_Problem to solve_.
From the entries below, pull out each line where "extended" appears.

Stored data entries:
--------------------------------
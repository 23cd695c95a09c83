//! `tokio_util::codec` adapter for use with `Framed`, `FramedRead` and
//! `FramedWrite`.

use bytes::{BufMut, BytesMut};
use tokio_util::codec::{Decoder, Encoder};

use crate::assembler::FrameAssembler;
use crate::codec::{Frame, FrameConfig, HEADER_SIZE};
use crate::error::FrameError;

/// Frame codec for async transports.
#[derive(Debug, Default)]
pub struct MuxCodec {
    assembler: FrameAssembler,
}

impl MuxCodec {
    pub fn new() -> Self {
        Self::default()
    }

    pub fn with_config(config: FrameConfig) -> Self {
        Self {
            assembler: FrameAssembler::with_config(config),
        }
    }
}

impl Decoder for MuxCodec {
    type Item = Frame;
    type Error = FrameError;

    fn decode(&mut self, src: &mut BytesMut) -> Result<Option<Frame>, FrameError> {
        self.assembler.decode_from(src)
    }

    fn decode_eof(&mut self, src: &mut BytesMut) -> Result<Option<Frame>, FrameError> {
        match self.decode(src)? {
            Some(frame) => Ok(Some(frame)),
            None if src.is_empty() && self.assembler.current_header().is_none() => Ok(None),
            None => Err(FrameError::ConnectionClosed),
        }
    }
}

impl Encoder<Frame> for MuxCodec {
    type Error = FrameError;

    fn encode(&mut self, frame: Frame, dst: &mut BytesMut) -> Result<(), FrameError> {
        if frame.payload.len() != frame.header.length as usize {
            return Err(FrameError::LengthMismatch {
                announced: frame.header.length,
                actual: frame.payload.len(),
            });
        }
        dst.reserve(HEADER_SIZE + frame.payload.len());
        frame.header.encode(dst);
        dst.put_slice(&frame.payload);
        Ok(())
    }
}
use clap::{Args, Subcommand};
use std::path::PathBuf;

use crate::exit::CliResult;
use crate::output::OutputFormat;

pub mod echo;
pub mod inspect;
pub mod send;
pub mod version;

#[derive(Subcommand, Debug)]
pub enum Command {
    /// Serve a Unix socket and echo every logical stream back to its sender.
    Echo(EchoArgs),
    /// Open logical streams to an echo server and check what comes back.
    Send(SendArgs),
    /// Decode a captured frame byte stream.
    Inspect(InspectArgs),
    /// Show version information.
    Version(VersionArgs),
}

pub fn run(command: Command, format: OutputFormat) -> CliResult<i32> {
    match command {
        Command::Echo(args) => echo::run(args, format),
        Command::Send(args) => send::run(args, format),
        Command::Inspect(args) => inspect::run(args, format),
        Command::Version(args) => version::run(args, format),
    }
}

#[derive(Args, Debug)]
pub struct EchoArgs {
    /// Socket path to bind.
    pub path: PathBuf,
    /// Serve a single connection, then exit.
    #[arg(long)]
    pub once: bool,
    /// Outgoing buffer limit per connection, in bytes.
    #[arg(long, value_name = "BYTES", default_value_t = muxplex_endpoint::DEFAULT_MAX_PENDING_OUTPUT)]
    pub max_pending: usize,
}

#[derive(Args, Debug)]
pub struct SendArgs {
    /// Socket path to connect to.
    pub path: PathBuf,
    /// Raw string payload.
    #[arg(long, conflicts_with = "file")]
    pub data: Option<String>,
    /// Read payload from file.
    #[arg(long, conflicts_with = "data")]
    pub file: Option<PathBuf>,
    /// Number of logical streams to open (1-256).
    #[arg(long, short = 'n', default_value_t = 1)]
    pub streams: usize,
    /// Largest chunk written per frame, in bytes.
    #[arg(long, value_name = "BYTES", default_value_t = 64 * 1024)]
    pub chunk_size: usize,
    /// Maximum time to wait for echoes (e.g. 5s, 500ms).
    #[arg(long, default_value = "5s")]
    pub timeout: String,
}

#[derive(Args, Debug)]
pub struct InspectArgs {
    /// Capture file to decode. Reads stdin when omitted or `-`.
    pub file: Option<PathBuf>,
    /// Stop after N frames.
    #[arg(long)]
    pub count: Option<usize>,
    /// Largest payload a header may announce, in bytes.
    #[arg(long, value_name = "BYTES", default_value_t = muxplex_frame::DEFAULT_MAX_PAYLOAD)]
    pub max_payload: usize,
    /// Fail if any frame carries an unknown prefix or event type.
    #[arg(long)]
    pub strict: bool,
}

#[derive(Args, Debug)]
pub struct VersionArgs {
    /// Show extended build provenance.
    #[arg(long)]
    pub extended: bool,
}
use bytes::{BufMut, Bytes, BytesMut};

use crate::error::{FrameError, Result};
use crate::wire::{EventType, Prefix};

/// Frame header: prefix (1) + stream id (1) + event type (1) + length (4) = 7 bytes.
pub const HEADER_SIZE: usize = 7;

/// Default maximum payload size accepted by the reassembler: 16 MiB.
pub const DEFAULT_MAX_PAYLOAD: usize = 16 * 1024 * 1024;

/// A decoded frame header.
///
/// Fields hold the raw wire bytes; decoding never validates them so that the
/// dispatcher can report (rather than lose) frames with unknown tags.
#[derive(Debug, Clone, Copy, PartialEq, Eq)]
pub struct Header {
    pub prefix: u8,
    pub stream_id: u8,
    pub event_type: u8,
    /// Exact payload byte count following the header.
    pub length: u32,
}

impl Header {
    /// Build a header from typed wire tags.
    pub fn new(prefix: Prefix, stream_id: u8, event: EventType, length: u32) -> Self {
        Self {
            prefix: prefix.as_byte(),
            stream_id,
            event_type: event.as_byte(),
            length,
        }
    }

    /// The prefix, if it is one of the recognised values.
    pub fn prefix(&self) -> Option<Prefix> {
        Prefix::try_from(self.prefix).ok()
    }

    /// The event type, if it is one of the recognised values.
    pub fn event(&self) -> Option<EventType> {
        EventType::try_from(self.event_type).ok()
    }

    /// Write the 7 header bytes.
    pub fn encode(&self, dst: &mut BytesMut) {
        dst.reserve(HEADER_SIZE);
        dst.put_u8(self.prefix);
        dst.put_u8(self.stream_id);
        dst.put_u8(self.event_type);
        dst.put_u32_le(self.length);
    }

    /// Decode a header from the first 7 bytes of `src`.
    pub fn decode(src: &[u8]) -> Result<Self> {
        if src.len() < HEADER_SIZE {
            return Err(FrameError::IncompleteHeader { len: src.len() });
        }
        Ok(Self {
            prefix: src[0],
            stream_id: src[1],
            event_type: src[2],
            length: u32::from_le_bytes([src[3], src[4], src[5], src[6]]),
        })
    }
}

/// A complete frame: header plus exactly `header.length` payload bytes.
#[derive(Debug, Clone, PartialEq, Eq)]
pub struct Frame {
    pub header: Header,
    pub payload: Bytes,
}

impl Frame {
    /// Create a frame, deriving the header length from the payload.
    ///
    /// Fails with [`FrameError::PayloadTooLarge`] if the payload is longer
    /// than a `u32` length field can describe.
    pub fn new(
        prefix: Prefix,
        stream_id: u8,
        event: EventType,
        payload: impl Into<Bytes>,
    ) -> Result<Self> {
        let payload = payload.into();
        let length = wire_length(payload.len())?;
        Ok(Self {
            header: Header::new(prefix, stream_id, event, length),
            payload,
        })
    }

    /// The total wire size of this frame (header + payload).
    pub fn wire_size(&self) -> usize {
        HEADER_SIZE + self.payload.len()
    }
}

/// Encode a frame into the wire format.
///
/// Wire format:
/// ```text
/// ┌──────────┬───────────┬────────────┬────────────┬────────────────┐
/// │ Prefix   │ Stream id │ Event type │ Length     │ Payload        │
/// │ (1B)     │ (1B)      │ (1B)       │ (4B LE)    │ (Length bytes) │
/// └──────────┴───────────┴────────────┴────────────┴────────────────┘
/// ```
pub fn encode_frame(
    prefix: Prefix,
    stream_id: u8,
    event: EventType,
    payload: &[u8],
    dst: &mut BytesMut,
) -> Result<()> {
    let length = wire_length(payload.len())?;
    dst.reserve(HEADER_SIZE + payload.len());
    Header::new(prefix, stream_id, event, length).encode(dst);
    dst.put_slice(payload);
    Ok(())
}

/// Payload length as carried in the header.
fn wire_length(len: usize) -> Result<u32> {
    u32::try_from(len).map_err(|_| FrameError::PayloadTooLarge {
        size: len,
        max: u32::MAX as usize,
    })
}

/// Configuration for frame decoding.
#[derive(Debug, Clone)]
pub struct FrameConfig {
    /// Largest payload a header may announce. Default: 16 MiB.
    pub max_payload_size: usize,
}

impl Default for FrameConfig {
    fn default() -> Self {
        Self {
            max_payload_size: DEFAULT_MAX_PAYLOAD,
        }
    }
}
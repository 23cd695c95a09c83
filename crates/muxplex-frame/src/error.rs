/// Errors that can occur during frame encoding/decoding.
#[derive(Debug, thiserror::Error)]
pub enum FrameError {
    /// Fewer than `HEADER_SIZE` bytes were supplied to the header decoder.
    #[error("incomplete frame header ({len} bytes, need 7)")]
    IncompleteHeader { len: usize },

    /// The payload exceeds the configured maximum size.
    #[error("payload too large ({size} bytes, max {max})")]
    PayloadTooLarge { size: usize, max: usize },

    /// A frame's header announces a different length than its payload has.
    #[error("header announces {announced} payload bytes, frame carries {actual}")]
    LengthMismatch { announced: u32, actual: usize },

    /// An I/O error occurred while reading frames.
    #[error("frame I/O error: {0}")]
    Io(#[from] std::io::Error),

    /// The input ended in the middle of a frame.
    #[error("connection closed (incomplete frame)")]
    ConnectionClosed,
}

pub type Result<T> = std::result::Result<T, FrameError>;
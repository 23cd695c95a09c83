use std::io::{ErrorKind, Read};

use crate::assembler::FrameAssembler;
use crate::codec::{Frame, FrameConfig};
use crate::error::{FrameError, Result};

const READ_CHUNK_SIZE: usize = 8 * 1024;

/// Blocking frame source over any [`Read`] implementation.
///
/// Short reads are absorbed by an internal [`FrameAssembler`], so every
/// frame returned is whole no matter how the bytes trickled in.
pub struct FrameReader<T> {
    inner: T,
    assembler: FrameAssembler,
}

impl<T: Read> FrameReader<T> {
    /// Frame reader with the default 16 MiB payload limit.
    pub fn new(inner: T) -> Self {
        Self::with_config(inner, FrameConfig::default())
    }

    pub fn with_config(inner: T, config: FrameConfig) -> Self {
        Self {
            inner,
            assembler: FrameAssembler::with_config(config),
        }
    }

    /// Block until the next frame is complete.
    ///
    /// Returns `Ok(None)` when the stream ends on a frame boundary and
    /// `Err(FrameError::ConnectionClosed)` when it ends inside a frame.
    pub fn read_frame(&mut self) -> Result<Option<Frame>> {
        let mut chunk = [0u8; READ_CHUNK_SIZE];
        loop {
            if let Some(frame) = self.assembler.next_frame()? {
                return Ok(Some(frame));
            }

            let read = match self.inner.read(&mut chunk) {
                Ok(n) => n,
                Err(err) if err.kind() == ErrorKind::Interrupted => continue,
                Err(err) => return Err(FrameError::Io(err)),
            };

            if read == 0 {
                if self.assembler.is_idle() {
                    return Ok(None);
                }
                return Err(FrameError::ConnectionClosed);
            }

            self.assembler.extend(&chunk[..read]);
        }
    }

    /// Bytes read from the stream but not yet returned in a frame.
    pub fn buffered(&self) -> usize {
        self.assembler.pending_len()
    }

    pub fn get_ref(&self) -> &T {
        &self.inner
    }

    pub fn get_mut(&mut self) -> &mut T {
        &mut self.inner
    }

    /// Give back the source. Bytes already buffered are lost.
    pub fn into_inner(self) -> T {
        self.inner
    }

    pub fn config(&self) -> &FrameConfig {
        self.assembler.config()
    }
}

impl<T: Read> Iterator for FrameReader<T> {
    type Item = Result<Frame>;

    fn next(&mut self) -> Option<Self::Item> {
        self.read_frame().transpose()
    }
}
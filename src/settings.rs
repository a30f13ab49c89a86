//! Player settings and preferences
//!
//! Persisted separately from the high score.

use serde::{Deserialize, Serialize};

use crate::persistence::{Storage, StorageError, load_json, save_json};
use crate::tuning::{LevelUpPolicy, Tuning};

/// Game settings/preferences
#[derive(Debug, Clone, PartialEq, Serialize, Deserialize)]
#[serde(default)]
pub struct Settings {
    // === Audio ===
    /// Master volume (0.0 - 1.0)
    pub master_volume: f32,
    /// Sound effects volume (0.0 - 1.0)
    pub sfx_volume: f32,
    /// Mute all sound
    pub muted: bool,

    // === HUD ===
    /// Show the log-local angle of each throw
    pub show_angles: bool,

    // === Gameplay ===
    /// Balance overrides
    pub tuning: Tuning,
}

impl Default for Settings {
    fn default() -> Self {
        Self {
            master_volume: 0.8,
            sfx_volume: 1.0,
            muted: false,
            show_angles: false,
            tuning: Tuning::default(),
        }
    }
}

impl Settings {
    /// Storage key
    pub const STORAGE_KEY: &'static str = "arrow_log_hit_settings";

    /// Switch the level-up policy
    pub fn with_policy(mut self, policy: LevelUpPolicy) -> Self {
        self.tuning.level_up_policy = policy;
        self
    }

    /// Volume actually applied to sound effects
    pub fn effective_volume(&self) -> f32 {
        if self.muted {
            0.0
        } else {
            (self.master_volume * self.sfx_volume).clamp(0.0, 1.0)
        }
    }

    /// Load settings, using defaults if missing or unreadable
    pub fn load(storage: &dyn Storage) -> Self {
        match load_json::<Settings>(storage, Self::STORAGE_KEY) {
            Ok(Some(settings)) => {
                log::info!("Loaded settings");
                settings
            }
            Ok(None) => {
                log::info!("Using default settings");
                Self::default()
            }
            Err(e) => {
                log::warn!("Failed to load settings ({}), using defaults", e);
                Self::default()
            }
        }
    }

    /// Save settings
    pub fn save(&self, storage: &mut dyn Storage) -> Result<(), StorageError> {
        save_json(storage, Self::STORAGE_KEY, self)?;
        log::info!("Settings saved");
        Ok(())
    }
}

#[cfg(test)]
mod tests {
    use super::*;
    use crate::persistence::MemoryStorage;

    #[test]
    fn test_effective_volume() {
        let mut settings = Settings::default();
        assert!((settings.effective_volume() - 0.8).abs() < 1e-6);
        settings.muted = true;
        assert_eq!(settings.effective_volume(), 0.0);
    }

    #[test]
    fn test_partial_json_fills_defaults() {
        let mut storage = MemoryStorage::new();
        storage
            .set_item(
                Settings::STORAGE_KEY,
                r#"{"muted":true,"tuning":{"initial_arrows":8,"level_up_policy":"Clear"}}"#,
            )
            .unwrap();
        let settings = Settings::load(&storage);
        assert!(settings.muted);
        assert_eq!(settings.master_volume, 0.8);
        assert_eq!(settings.tuning.initial_arrows, 8);
        assert_eq!(settings.tuning.level_up_policy, LevelUpPolicy::Clear);
        assert_eq!(settings.tuning.impact_offset_deg, 175.0);
    }

    #[test]
    fn test_roundtrip_through_storage() {
        let mut storage = MemoryStorage::new();
        let settings = Settings {
            show_angles: true,
            ..Default::default()
        }
        .with_policy(LevelUpPolicy::Clear);
        settings.save(&mut storage).unwrap();
        assert_eq!(Settings::load(&storage), settings);
    }

    #[test]
    fn test_garbage_falls_back() {
        let mut storage = MemoryStorage::new();
        storage.set_item(Settings::STORAGE_KEY, "42").unwrap();
        assert_eq!(Settings::load(&storage), Settings::default());
    }
}
//! Arrow Log Hit - a rotating-target arcade mini-game plus a tiny storefront model
//!
//! Core modules:
//! - `sim`: Deterministic game model (rotation, arrow impacts, levels)
//! - `session`: Owns a running game and dispatches its side effects
//! - `persistence`: Key-value storage backing settings and the high score
//! - `audio`: Fire-and-forget sound effects
//! - `tuning`: Data-driven game balance
//! - `shop`: Product catalog and shopping cart

pub mod audio;
pub mod highscores;
pub mod persistence;
pub mod session;
pub mod settings;
pub mod shop;
pub mod sim;
pub mod tuning;

pub use session::Session;
pub use settings::Settings;
pub use tuning::Tuning;

use glam::Vec2;

/// Game configuration constants
pub mod consts {
    /// Arrows closer than this (degrees, circular) to a stuck arrow collide
    pub const IMPACT_TOLERANCE_DEG: f32 = 15.0;
    /// World angle where a fired arrow always strikes (top of the log)
    pub const FIXED_IMPACT_ANGLE_DEG: f32 = 0.0;
    /// Aligns the renderer's zero angle with the impact point
    pub const IMPACT_OFFSET_DEG: f32 = 175.0;

    /// Arrows available on level 1
    pub const INITIAL_ARROWS: u32 = 5;
    /// Upper bound on the per-level arrow bonus
    pub const MAX_EXTRA_ARROWS: u32 = 7;
    /// Upper bound on arrows pre-placed on a fresh level
    pub const MAX_PRESEEDED_ARROWS: u32 = 6;

    /// One full log rotation on level 1
    pub const INITIAL_ROTATION_PERIOD_MS: f32 = 4000.0;
    /// Fastest allowed rotation
    pub const MIN_ROTATION_PERIOD_MS: f32 = 1200.0;
    /// Period reduction applied on every level-up
    pub const SPEEDUP_STEP_MS: f32 = 300.0;

    /// Fixed simulation step for the demo driver (60 Hz)
    pub const SIM_DT_MS: f32 = 1000.0 / 60.0;
}

/// Normalize an angle in degrees to [0, 360)
#[inline]
pub fn normalize_360(angle: f32) -> f32 {
    let wrapped = angle.rem_euclid(360.0);
    // rem_euclid can round up to exactly 360 for tiny negative inputs
    if wrapped >= 360.0 { 0.0 } else { wrapped }
}

/// Shortest distance between two angles on the circle, in [0, 180]
#[inline]
pub fn circular_distance(a: f32, b: f32) -> f32 {
    let diff = (a - b).abs() % 360.0;
    if diff > 180.0 { 360.0 - diff } else { diff }
}

/// Convert polar (r, theta in degrees, 0 = up, clockwise) to cartesian (x, y-down)
#[inline]
pub fn polar_to_cartesian(r: f32, theta_deg: f32) -> Vec2 {
    let theta = theta_deg.to_radians();
    Vec2::new(r * theta.sin(), -r * theta.cos())
}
--------------------------------
_Exercise response_.
    /// Show extended build provenance.
    pub extended: bool,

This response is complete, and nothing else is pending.